§ Requirement
Beneath this task are records; state how many of their lines hold the word "overrides", and nothing else.

*** Data to process Section Begins ***

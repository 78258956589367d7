//! Configuration surface for the relay core.
//!
//! [`RelayConfig`] groups one config struct per subsystem. Every struct has
//! a `Default` carrying the documented production defaults and `with_*`
//! builder methods for selective overrides.

use crate::keypool::KeyStrategy;
use crate::retry::RetryPolicy;
use std::collections::HashMap;
use std::path::PathBuf;
use std::time::Duration;

/// Health checker settings. See the `health` module for semantics.
#[derive(Debug, Clone)]
pub struct HealthCheckConfig {
    /// How often the full channel sweep runs. Default: 5 minutes.
    pub interval: Duration,
    /// Per-probe HTTP timeout. Default: 10 seconds.
    pub timeout: Duration,
    /// Probe attempts per check before the check counts as failed.
    /// Default: 2.
    pub max_retries: u32,
    /// Success rate at or above which a channel is HEALTHY. Default: 0.95.
    pub healthy_threshold: f64,
    /// Success rate at or above which a channel is DEGRADED. Default: 0.50.
    pub degraded_threshold: f64,
    /// Consecutive failed checks that force UNAVAILABLE and enter
    /// recovery mode. Default: 3.
    pub max_consecutive_failures: u32,
    /// Check interval while a channel is in recovery mode. Default: 1 minute.
    pub recovery_interval: Duration,
    /// Probe path appended to the channel base URL (e.g. `"/v1/models"`).
    /// When unset, health derives from the running success rate alone.
    pub endpoint: Option<String>,
}

impl Default for HealthCheckConfig {
    fn default() -> Self {
        Self {
            interval: Duration::from_secs(300),
            timeout: Duration::from_secs(10),
            max_retries: 2,
            healthy_threshold: 0.95,
            degraded_threshold: 0.50,
            max_consecutive_failures: 3,
            recovery_interval: Duration::from_secs(60),
            endpoint: None,
        }
    }
}

impl HealthCheckConfig {
    /// Set the sweep interval.
    pub fn with_interval(mut self, interval: Duration) -> Self {
        self.interval = interval;
        self
    }

    /// Set the probe endpoint path.
    pub fn with_endpoint(mut self, endpoint: impl Into<String>) -> Self {
        self.endpoint = Some(endpoint.into());
        self
    }

    /// Set the per-probe timeout.
    pub fn with_timeout(mut self, timeout: Duration) -> Self {
        self.timeout = timeout;
        self
    }
}

/// Load balancer and circuit breaker settings.
#[derive(Debug, Clone)]
pub struct LoadBalancerConfig {
    /// Selection strategy name; parsed by the balancer. Default:
    /// `"round_robin"`.
    pub strategy: String,
    /// Consider channel status when filtering candidates. Default: true.
    pub enable_health_check: bool,
    /// Exclude channels whose breaker denies traffic. Default: true.
    pub enable_circuit_breaker: bool,
    /// Failures in CLOSED before the breaker opens. Default: 5.
    pub breaker_failure_threshold: u32,
    /// Successes in HALF_OPEN before the breaker closes. Default: 2.
    pub breaker_success_threshold: u32,
    /// How long an OPEN breaker refuses traffic before admitting a
    /// trial request. Default: 30 seconds.
    pub breaker_timeout: Duration,
    /// Selection retries the request client performs. Default: 3.
    pub max_retries: u32,
    /// Base delay between selection retries. Default: 1 second.
    pub retry_interval: Duration,
    /// Run the periodic weight adjustment loop. Default: false.
    pub enable_adaptive_weight: bool,
    /// How often adaptive weights are recomputed. Default: 1 minute.
    pub weight_adjust_interval: Duration,
}

impl Default for LoadBalancerConfig {
    fn default() -> Self {
        Self {
            strategy: "round_robin".to_string(),
            enable_health_check: true,
            enable_circuit_breaker: true,
            breaker_failure_threshold: 5,
            breaker_success_threshold: 2,
            breaker_timeout: Duration::from_secs(30),
            max_retries: 3,
            retry_interval: Duration::from_secs(1),
            enable_adaptive_weight: false,
            weight_adjust_interval: Duration::from_secs(60),
        }
    }
}

impl LoadBalancerConfig {
    /// Set the strategy name.
    pub fn with_strategy(mut self, strategy: impl Into<String>) -> Self {
        self.strategy = strategy.into();
        self
    }

    /// Enable the adaptive weight loop.
    pub fn with_adaptive_weight(mut self, interval: Duration) -> Self {
        self.enable_adaptive_weight = true;
        self.weight_adjust_interval = interval;
        self
    }
}

/// Storage tier for the body cache.
#[derive(Debug, Clone, Copy, PartialEq, Eq)]
pub enum CacheMode {
    /// Everything in memory.
    Memory,
    /// Everything on disk.
    Disk,
    /// Memory below [`BodyCacheConfig::memory_threshold`], disk above.
    Hybrid,
}

/// Body cache settings.
#[derive(Debug, Clone)]
pub struct BodyCacheConfig {
    /// Storage tier. Default: hybrid.
    pub mode: CacheMode,
    /// Bodies up to this many bytes stay in memory under hybrid mode.
    /// Default: 256 KiB.
    pub memory_threshold: u64,
    /// Directory for disk entries. Default: `./body-cache`.
    pub disk_path: PathBuf,
    /// Ceiling on total cached bytes across both tiers. Default: 512 MiB.
    pub max_cache_size: u64,
    /// Entry time-to-live. Default: 24 hours.
    pub max_cache_duration: Duration,
    /// How often the background cleaner runs. Default: 5 minutes.
    pub cleanup_interval: Duration,
}

impl Default for BodyCacheConfig {
    fn default() -> Self {
        Self {
            mode: CacheMode::Hybrid,
            memory_threshold: 256 * 1024,
            disk_path: PathBuf::from("./body-cache"),
            max_cache_size: 512 * 1024 * 1024,
            max_cache_duration: Duration::from_secs(24 * 3600),
            cleanup_interval: Duration::from_secs(300),
        }
    }
}

impl BodyCacheConfig {
    /// Use memory-only storage.
    pub fn memory_only() -> Self {
        Self {
            mode: CacheMode::Memory,
            ..Self::default()
        }
    }

    /// Set the storage mode.
    pub fn with_mode(mut self, mode: CacheMode) -> Self {
        self.mode = mode;
        self
    }

    /// Set the disk directory.
    pub fn with_disk_path(mut self, path: impl Into<PathBuf>) -> Self {
        self.disk_path = path.into();
        self
    }

    /// Set the hybrid memory/disk byte threshold.
    pub fn with_memory_threshold(mut self, bytes: u64) -> Self {
        self.memory_threshold = bytes;
        self
    }

    /// Set the total size ceiling.
    pub fn with_max_cache_size(mut self, bytes: u64) -> Self {
        self.max_cache_size = bytes;
        self
    }

    /// Set the entry TTL.
    pub fn with_max_cache_duration(mut self, ttl: Duration) -> Self {
        self.max_cache_duration = ttl;
        self
    }
}

/// SSE fan-out settings.
#[derive(Debug, Clone)]
pub struct StreamConfig {
    /// Close a client that received nothing for this long. Default: 5 minutes.
    pub client_timeout: Duration,
    /// Close a session idle for this long. Default: 10 minutes.
    pub session_timeout: Duration,
    /// Interval between `: heartbeat` comment frames. Default: 15 seconds.
    pub heartbeat_interval: Duration,
    /// Maximum clients per session. Default: 64.
    pub max_clients: usize,
    /// Bounded per-client message buffer. Default: 64.
    pub buffer_size: usize,
    /// How often the idle sweeper runs. Default: 30 seconds.
    pub sweep_interval: Duration,
}

impl Default for StreamConfig {
    fn default() -> Self {
        Self {
            client_timeout: Duration::from_secs(300),
            session_timeout: Duration::from_secs(600),
            heartbeat_interval: Duration::from_secs(15),
            max_clients: 64,
            buffer_size: 64,
            sweep_interval: Duration::from_secs(30),
        }
    }
}

impl StreamConfig {
    /// Set the client idle timeout.
    pub fn with_client_timeout(mut self, timeout: Duration) -> Self {
        self.client_timeout = timeout;
        self
    }

    /// Set the session idle timeout.
    pub fn with_session_timeout(mut self, timeout: Duration) -> Self {
        self.session_timeout = timeout;
        self
    }

    /// Set the per-client buffer capacity.
    pub fn with_buffer_size(mut self, size: usize) -> Self {
        self.buffer_size = size;
        self
    }
}

/// Key pool settings: one selection strategy per channel type, with a
/// fallback default.
#[derive(Debug, Clone)]
pub struct KeyPoolConfig {
    /// Strategy used when a channel type has no explicit entry.
    pub default_strategy: KeyStrategy,
    /// Per-channel-type strategy overrides.
    pub per_type: HashMap<String, KeyStrategy>,
}

impl Default for KeyPoolConfig {
    fn default() -> Self {
        Self {
            default_strategy: KeyStrategy::RoundRobin,
            per_type: HashMap::new(),
        }
    }
}

impl KeyPoolConfig {
    /// Set the fallback strategy.
    pub fn with_default_strategy(mut self, strategy: KeyStrategy) -> Self {
        self.default_strategy = strategy;
        self
    }

    /// Set the strategy for one channel type.
    pub fn with_type_strategy(mut self, channel_type: impl Into<String>, strategy: KeyStrategy) -> Self {
        self.per_type.insert(channel_type.into(), strategy);
        self
    }

    /// The strategy to use for `channel_type`.
    pub fn strategy_for(&self, channel_type: &str) -> KeyStrategy {
        self.per_type
            .get(channel_type)
            .copied()
            .unwrap_or(self.default_strategy)
    }
}

/// Top-level configuration for the relay core.
#[derive(Debug, Clone)]
pub struct RelayConfig {
    /// How often the channel set is re-pulled from the configured
    /// source. Default: 5 minutes.
    pub channel_refresh_interval: Duration,
    /// Health checker settings.
    pub health_check: HealthCheckConfig,
    /// Load balancer and breaker settings.
    pub load_balancer: LoadBalancerConfig,
    /// Body cache settings.
    pub body_cache: BodyCacheConfig,
    /// SSE fan-out settings.
    pub stream: StreamConfig,
    /// Retry policy for the request client.
    pub retry: RetryPolicy,
    /// Key pool settings.
    pub key_pool: KeyPoolConfig,
}

impl Default for RelayConfig {
    fn default() -> Self {
        Self {
            channel_refresh_interval: Duration::from_secs(300),
            health_check: HealthCheckConfig::default(),
            load_balancer: LoadBalancerConfig::default(),
            body_cache: BodyCacheConfig::default(),
            stream: StreamConfig::default(),
            retry: RetryPolicy::default(),
            key_pool: KeyPoolConfig::default(),
        }
    }
}

impl RelayConfig {
    /// Set the channel refresh cadence.
    pub fn with_channel_refresh_interval(mut self, interval: Duration) -> Self {
        self.channel_refresh_interval = interval;
        self
    }

    /// Replace the health checker settings.
    pub fn with_health_check(mut self, config: HealthCheckConfig) -> Self {
        self.health_check = config;
        self
    }

    /// Replace the load balancer settings.
    pub fn with_load_balancer(mut self, config: LoadBalancerConfig) -> Self {
        self.load_balancer = config;
        self
    }

    /// Replace the body cache settings.
    pub fn with_body_cache(mut self, config: BodyCacheConfig) -> Self {
        self.body_cache = config;
        self
    }

    /// Replace the stream settings.
    pub fn with_stream(mut self, config: StreamConfig) -> Self {
        self.stream = config;
        self
    }

    /// Replace the retry policy.
    pub fn with_retry(mut self, policy: RetryPolicy) -> Self {
        self.retry = policy;
        self
    }

    /// Replace the key pool settings.
    pub fn with_key_pool(mut self, config: KeyPoolConfig) -> Self {
        self.key_pool = config;
        self
    }
}

#[cfg(test)]
mod tests {
    use super::*;

    #[test]
    fn test_health_check_defaults() {
        let config = HealthCheckConfig::default();
        assert_eq!(config.interval, Duration::from_secs(300));
        assert_eq!(config.healthy_threshold, 0.95);
        assert_eq!(config.degraded_threshold, 0.50);
        assert!(config.endpoint.is_none());
    }

    #[test]
    fn test_body_cache_defaults() {
        let config = BodyCacheConfig::default();
        assert_eq!(config.mode, CacheMode::Hybrid);
        assert_eq!(config.max_cache_duration, Duration::from_secs(86400));
        assert_eq!(config.memory_threshold, 256 * 1024);
    }

    #[test]
    fn test_stream_defaults() {
        let config = StreamConfig::default();
        assert_eq!(config.sweep_interval, Duration::from_secs(30));
        assert_eq!(config.buffer_size, 64);
    }

    #[test]
    fn test_key_pool_per_type_override() {
        let config = KeyPoolConfig::default()
            .with_default_strategy(KeyStrategy::Random)
            .with_type_strategy("openai", KeyStrategy::FailureAwareWeighted);

        assert_eq!(config.strategy_for("openai"), KeyStrategy::FailureAwareWeighted);
        assert_eq!(config.strategy_for("anthropic"), KeyStrategy::Random);
    }

    #[test]
    fn test_relay_config_builders() {
        let config = RelayConfig::default()
            .with_body_cache(BodyCacheConfig::memory_only())
            .with_stream(StreamConfig::default().with_buffer_size(8));

        assert_eq!(config.body_cache.mode, CacheMode::Memory);
        assert_eq!(config.stream.buffer_size, 8);
    }
}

*** Data to process Section Ends ***

§ Task result
2